11) New bankruptcy filing reveals an ugly future for FTX
The most recent addition to the ongoing saga comes from a November 17 filing made to the bankruptcy court in the US state of Delaware, where the US branch of FTX is headquartered.
Notably, the lawyer in charge of the proceedings and new CEO of FTX, is none other than the man responsible for cleaning up the Enron Scandal, John Ray III.
What’s the Enron Scandal?
For those unfamiliar with the Enron Scandal, it still stands as the largest corporate bankruptcy case in modern history. The energy giant duped regulators by hiding illegal financial activity on off-book accounts and using fake assets to prop its value. When the smoke cleared Enron had destroyed around US$74 billion in value to shareholders and associates.
In a harrowing comment contained in the filing, Ray claimed that the FTX catastrophe was “even worse” than Enron, adding that a “substantial portion” of the assets held by FTX may be “missing or stolen”.
“Never in my career have I seen such a complete failure of corporate controls and such a complete absence of trustworthy financial information as occurred here.”John Ray III, CEO of FTX
“From compromised systems integrity and faulty regulatory oversight abroad, to the concentration of control in the hands of a very small group of inexperienced, unsophisticated and potentially compromised individuals, this situation is unprecedented,” Ray added.

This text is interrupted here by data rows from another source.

use std::time::Duration;

use anyhow::{Context, Result};
use serde::Serialize;
use tokio::sync::mpsc;

use regime_allocator::backtest::PortfolioEngine;
use regime_allocator::config::{Config, LoggingConfig};
use regime_allocator::data::JsonFileSource;
use regime_allocator::input::{parse_command, CliCommand, USAGE};
use regime_allocator::runtime::{SessionEvent, SessionRegistry};

const EVENT_BUFFER: usize = 256;

fn init_tracing(logging: &LoggingConfig) {
    let filter = tracing_subscriber::EnvFilter::try_from_default_env()
        .unwrap_or_else(|_| tracing_subscriber::EnvFilter::new(&logging.level));
    let builder = tracing_subscriber::fmt()
        .with_env_filter(filter)
        .with_writer(std::io::stderr);
    if logging.json {
        builder.json().init();
    } else {
        builder.init();
    }
}

fn print_json<T: Serialize>(value: &T) -> Result<()> {
    let out = serde_json::to_string_pretty(value).context("failed to serialize result")?;
    println!("{}", out);
    Ok(())
}

async fn replay(engine: PortfolioEngine, max_ticks: Option<usize>) -> Result<()> {
    let (tx, mut rx) = mpsc::channel(EVENT_BUFFER);
    let mut registry = SessionRegistry::new();
    let pipeline = engine.build_pipeline(true)?;
    let session = registry.create(pipeline, engine.settings(), Some(tx))?;
    registry.start(session.id())?;

    let idle = engine.settings().realtime.tick_interval * 4 + Duration::from_secs(1);
    let mut ticks = 0usize;
    if max_ticks == Some(0) {
        session.stop()?;
    }
    loop {
        match tokio::time::timeout(idle, rx.recv()).await {
            Ok(Some(event)) => {
                println!("{}", serde_json::to_string(&event)?);
                match event {
                    SessionEvent::Ticked { .. } => {
                        ticks += 1;
                        if max_ticks.is_some_and(|m| ticks >= m) {
                            session.stop()?;
                        }
                    }
                    SessionEvent::Stopped { .. } | SessionEvent::Completed { .. } => break,
                    _ => {}
                }
            }
            Ok(None) => break,
            Err(_) => {
                if !session.is_running()? {
                    break;
                }
            }
        }
    }

    session.join().await?;
    print_json(&session.snapshot()?)
}

#[tokio::main]
async fn main() -> Result<()> {
    let args: Vec<String> = std::env::args().skip(1).collect();
    let command = match parse_command(&args) {
        Ok(CliCommand::Help) => {
            println!("{}", USAGE);
            return Ok(());
        }
        Ok(c) => c,
        Err(e) => {
            eprintln!("{:#}", e);
            std::process::exit(2);
        }
    };

    let config = match Config::load() {
        Ok(c) => c,
        Err(e) => {
            eprintln!("Failed to load config: {:#}", e);
            eprintln!("Set RA_CONFIG_PATH or run from a directory containing config/default.toml");
            std::process::exit(1);
        }
    };
    init_tracing(&config.logging);
    let settings = config.engine_settings()?;

    match command {
        CliCommand::Backtest { data } => {
            let engine = PortfolioEngine::prepare(settings, &JsonFileSource::new(data))?;
            print_json(&engine.run_comparison()?)?;
        }
        CliCommand::Stress {
            data,
            kind,
            days,
            at_end,
        } => {
            let engine = PortfolioEngine::prepare(settings, &JsonFileSource::new(data))?;
            let generator = engine.stress_generator(kind, days, at_end);
            print_json(&engine.run_stress_test(&generator)?)?;
        }
        CliCommand::WalkForward { data } => {
            let engine = PortfolioEngine::prepare(settings, &JsonFileSource::new(data))?;
            print_json(&engine.walk_forward()?)?;
        }
        CliCommand::Replay { data, max_ticks } => {
            let engine = PortfolioEngine::prepare(settings, &JsonFileSource::new(data))?;
            replay(engine, max_ticks).await?;
        }
        CliCommand::Help => println!("{}", USAGE),
    }
    Ok(())
}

The document revealed that a whopping one million people from around the world are owed money by FTX. It also exposed further evidence of financial misdeeds perpetrated by key members of FTX, with records showing that FTX insiders used the company’s funds to purchase real estate and other luxury items for themselves.
“In the Bahamas, I understand that corporate funds of the FTX Group were used to purchase homes and other personal items for employees and advisors,” Ray wrote.
The filing also disclosed further evidence of FTX’s financial misdeeds, with new documents showing that FTX’s hedge fund Alameda Research was exempt from being liquidated when trading on FTX.
What happens to FTX and its customers now?
The future of FTX and most importantly, what happens to the US$10 billion owed to clients remains uncertain. Unfortunately for any FTX customers still clinging to the hope of seeing their funds returned, the legal protections for users of crypto exchanges aren’t exactly rock solid.
While the users of a cryptocurrency exchange may feel like they are owed the same protections as bank account holders, they have far less legal protection. In the case of a failed exchange such as FTX, they are what’s known as ‘unsecured creditors’. From a legal perspective, unsecured creditors stand on the lowest rung of the ladder when it comes to who gets their funds returned.
Ultimately, the everyday users of FTX stand to be some of the last to recover funds, far behind bank loans but still slightly ahead of equity owners.
All in all, it’s a complete mess that continues to unfold day by day.